[Collected data]
--- START ---

//! Problem specification file resolution.

use std::path::{Path, PathBuf};

use crate::model::error::ModelError;

/// Extension of problem specification files.
pub const SIF_EXTENSION: &str = "SIF";

/// A problem file located on disk.
#[derive(Debug, Clone, PartialEq, Eq)]
pub struct ResolvedProblem {
    /// Path of the specification file.
    pub source: PathBuf,
    /// Base name used to name artifacts.
    pub name: String,
}

/// Locate `name` in `search_dir`, falling back to `repository`.
///
/// A name without extension gets `.SIF` appended. Only the base name is
/// looked up in the repository.
pub fn resolve_problem(
    name: &str,
    search_dir: &Path,
    repository: Option<&Path>,
) -> Result<ResolvedProblem, ModelError> {
    let requested = Path::new(name);
    let file = if requested.extension().is_some() {
        requested.to_path_buf()
    } else {
        requested.with_extension(SIF_EXTENSION)
    };
    let not_found = || ModelError::ProblemNotFound {
        name: name.to_string(),
    };
    let stem = file
        .file_stem()
        .and_then(|stem| stem.to_str())
        .filter(|stem| !stem.is_empty())
        .ok_or_else(not_found)?
        .to_string();

    let local = search_dir.join(&file);
    if local.is_file() {
        return Ok(ResolvedProblem {
            source: local,
            name: stem,
        });
    }

    if let Some(root) = repository {
        let candidate = root.join(format!("{stem}.{SIF_EXTENSION}"));
        if candidate.is_file() {
            return Ok(ResolvedProblem {
                source: candidate,
                name: stem,
            });
        }
    }

    tracing::debug!(
        component = "model",
        operation = "resolve",
        status = "error",
        problem = name,
        search_dir = %search_dir.display(),
        repository = ?repository,
        "Problem file not found"
    );
    Err(not_found())
}

#[cfg(test)]
mod tests {
    use super::*;
    use std::fs;

    fn scratch_dir(label: &str) -> PathBuf {
        let dir = std::env::temp_dir().join(format!(
            "sifkit-resolve-{}-{}",
            label,
            std::process::id()
        ));
        let _ = fs::remove_dir_all(&dir);
        fs::create_dir_all(&dir).unwrap_or_else(|err| panic!("{}", err));
        dir
    }

    #[test]
    fn test_local_file_wins() {
        let local = scratch_dir("local");
        let repo = scratch_dir("local-repo");
        fs::write(local.join("HS21.SIF"), "NAME HS21").unwrap();
        fs::write(repo.join("HS21.SIF"), "NAME HS21").unwrap();

        let resolved = resolve_problem("HS21", &local, Some(&repo)).unwrap();
        assert_eq!(resolved.source, local.join("HS21.SIF"));
        assert_eq!(resolved.name, "HS21");
    }

    #[test]
    fn test_falls_back_to_repository() {
        let local = scratch_dir("fallback");
        let repo = scratch_dir("fallback-repo");
        fs::write(repo.join("ROSENBR.SIF"), "NAME ROSENBR").unwrap();

        let resolved = resolve_problem("ROSENBR.SIF", &local, Some(&repo)).unwrap();
        assert_eq!(resolved.source, repo.join("ROSENBR.SIF"));
        assert_eq!(resolved.name, "ROSENBR");
    }

    #[test]
    fn test_missing_problem() {
        let local = scratch_dir("missing");
        let err = resolve_problem("NOPE", &local, None).unwrap_err();
        assert_eq!(
            err,
            ModelError::ProblemNotFound {
                name: "NOPE".to_string()
            }
        );
    }
}
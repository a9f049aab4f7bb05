//! Operator setup flow.
//!
//! Validates a region against the live document before an entry is created.

use regionmetrics_core::config::ConfigEntry;
use regionmetrics_core::error::CoreError;
use regionmetrics_core::ports::fetcher::MetricsFetcher;
use std::sync::Arc;
use thiserror::Error;
use tracing::{info, warn};

/// Setup form input
#[derive(Debug, Clone, PartialEq, Eq)]
pub struct SetupInput {
    pub region_id: String,
    pub region_name: Option<String>,
}

/// Setup rejection shown to the operator
#[derive(Debug, Error)]
pub enum SetupError {
    /// Upstream unreachable or unusable
    #[error("cannot connect to the metrics service: {0}")]
    CannotConnect(String),

    /// Region not present in the document
    #[error("region {region_id} not found in the metrics document")]
    InvalidRegion { region_id: String },

    /// An entry for this region already exists
    #[error("region {region_id} is already configured")]
    AlreadyConfigured { region_id: String },

    #[error("unexpected error: {0}")]
    Unknown(String),
}

impl SetupError {
    /// Stable key for the operator-facing message.
    pub fn code(&self) -> &'static str {
        match self {
            SetupError::CannotConnect(_) => "cannot_connect",
            SetupError::InvalidRegion { .. } => "invalid_region",
            SetupError::AlreadyConfigured { .. } => "already_configured",
            SetupError::Unknown(_) => "unknown",
        }
    }
}

impl From<CoreError> for SetupError {
    fn from(e: CoreError) -> Self {
        match e {
            CoreError::FetchFailed(msg) => SetupError::CannotConnect(msg),
            CoreError::RegionNotFound { region_id } => SetupError::InvalidRegion { region_id },
            other => SetupError::Unknown(other.to_string()),
        }
    }
}

/// Setup flow backed by the live fetcher
pub struct SetupFlow {
    fetcher: Arc<dyn MetricsFetcher>,
}

impl SetupFlow {
    pub fn new(fetcher: Arc<dyn MetricsFetcher>) -> Self {
        Self { fetcher }
    }

    /// Validate `input` and build the entry to persist.
    ///
    /// Duplicates are rejected before any network call.
    pub async fn submit(
        &self,
        existing: &[ConfigEntry],
        input: SetupInput,
    ) -> Result<ConfigEntry, SetupError> {
        let region_id = input.region_id.trim().to_string();
        if region_id.is_empty() {
            return Err(SetupError::InvalidRegion { region_id });
        }

        if existing.iter().any(|e| e.region_id == region_id) {
            return Err(SetupError::AlreadyConfigured { region_id });
        }

        let region_name = input
            .region_name
            .map(|n| n.trim().to_string())
            .filter(|n| !n.is_empty());

        if let Err(e) = self.fetcher.fetch(&region_id).await {
            let err = SetupError::from(e);
            warn!("setup rejected for {region_id}: {} ({err})", err.code());
            return Err(err);
        }

        let entry = ConfigEntry {
            entry_id: uuid::Uuid::new_v4().to_string(),
            title: ConfigEntry::title_for(&region_id, region_name.as_deref()),
            region_id,
            region_name,
        };
        info!("setup accepted: {} ({})", entry.title, entry.entry_id);
        Ok(entry)
    }
}
//! Long-term statistics store port.
//!
//! Implementation: `regionmetrics-storage` (rusqlite)

use async_trait::async_trait;

use crate::error::CoreError;
use crate::models::statistic::{StatisticMetadata, StatisticPoint};

/// Append-only series store keyed by statistic id.
#[async_trait]
pub trait StatisticsStore: Send + Sync {
    /// Most recent point of a series, if any.
    async fn last_point(&self, statistic_id: &str) -> Result<Option<StatisticPoint>, CoreError>;

    /// Upsert series metadata and insert one point.
    ///
    /// Returns `false` when a point with the same series and timestamp already
    /// exists; nothing is written in that case.
    async fn add_point(
        &self,
        metadata: &StatisticMetadata,
        point: &StatisticPoint,
    ) -> Result<bool, CoreError>;

    /// Latest points of a series, newest first.
    async fn get_points(
        &self,
        statistic_id: &str,
        limit: usize,
    ) -> Result<Vec<StatisticPoint>, CoreError>;

    /// Metadata of every known series.
    async fn list_series(&self) -> Result<Vec<StatisticMetadata>, CoreError>;
}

--- END ---

• _TASK OBJECTIVE_
Please find the lines in the data that contain the word "ConfigEntry" and copy them.

• _TASK SOLUTION_
use regionmetrics_core::config::ConfigEntry;
        existing: &[ConfigEntry],
    ) -> Result<ConfigEntry, SetupError> {
        let entry = ConfigEntry {
            title: ConfigEntry::title_for(&region_id, region_name.as_deref()),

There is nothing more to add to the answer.